Unfortunately, Cornell didn't seem to have broadened his non-physics mind, since we all discovered early that he was a Hindi fanatic from Allahabad...(he didn't change much even after thirty KGP years...soon after he retired and settled in Allahabad, he sent 5 verses in Hindi composed by him to be put up on the Office Notice Board by a colleague from Sangam with similar views...I guess I too should send my blogs to Pratik for the same purpose...)
Those were the years when the Central Government in their unwisdom tried to make Hindi compulsory and was met with stiff resistance from Tamilnadu and Bengal. The Congress lost both these states and never recovered till now, a half century later.
As a rule I am tolerant except when someone tries to harshly impose his views on others....Majority Bullying:
http://gpsastry.blogspot.com/2009/10/majority-bullying.html
A few days after he joined us, we were at the breakfast table (a rare event) and I was applying butter to my toast. Prof B was a few chairs away and said:
"O makkhan jara paas keejiye!"
And I kept quiet. He repeated:
"O makkhan jara paas keejiye!"
three times (like the cock crew thrice biblically).

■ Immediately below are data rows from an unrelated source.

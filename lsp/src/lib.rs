//! Language server client and manager.
//!
//! Starts language servers on demand for the files a host touches, keeps one
//! client per (server, project root) pair, and answers hover, definition,
//! references, symbol and diagnostics queries through [`LspManager`].

pub mod client;
pub mod codec;
pub mod config;
pub mod diagnostics;
pub mod error;
pub mod manager;
pub mod registry;
pub mod servers;
pub mod transport;
pub mod types;

pub(crate) mod connection;
pub(crate) mod language;
pub(crate) mod protocol;
pub(crate) mod root;

#[cfg(test)]
mod test_support;

pub use client::LspClient;
pub use config::{CustomServer, LspConfig, Timeouts};
pub use diagnostics::DiagnosticsWaiter;
pub use error::{FramingError, LspError, Result};
pub use manager::{LspManager, ManagerSettings};
pub use registry::{ServerConfig, ServerRegistry, SpawnContext};
pub use transport::{LaunchSpec, Launcher, Transport};
pub use types::{
    ClientState, ClientStatus, Diagnostic, DiagnosticCode, DiagnosticSeverity,
    DiagnosticsSnapshot, DocumentSymbol, DocumentSymbols, HoverResult, Location, Position, Range,
    SymbolInformation, SymbolKind,
};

And I replied without looking up:
"Nenu ivvanu po!"
which meant: "Get lost, I am not passing it on!"
The two Telugu bearers, Narayan and Laxman, guffawed and B's face fell.
Matters came to a head after a few days. One evening, myself and Prof PCS of EE were taking a stroll. He was one of the most widely read persons I ever met with and it was a pleasure talking to him on a walk. B joined us from nowhere and at once started talking about the 3-language formula and the Constitutional Requirement of having Hindi as the sole National Language and teaching it compulsorily from school level onwards all over India...(RKN has a few very diverting pieces on this, like: "To a Hindi Enthusiast")
That got my goat and I entered into a vicious argument (the only one I ever did) for the next two hours...we went round the Campus roads twice over...like the Lion and the Unicorn...all along Prof PCS quietly listening without uttering a single word!
That was more like: "Quack the Walk"
Myself and DB never had our name plates on our Office Wall for many years, till Prof RNP took over as furniture-in-charge; and made some lovely wooden boards. He asked us our spellings and proper pronunciation and by the time he got them fixed on our wall, we discovered that our names were in the 2-language formula...
India was shining then for a while...but no longer...not even with so many rathyatras of jeesaheb...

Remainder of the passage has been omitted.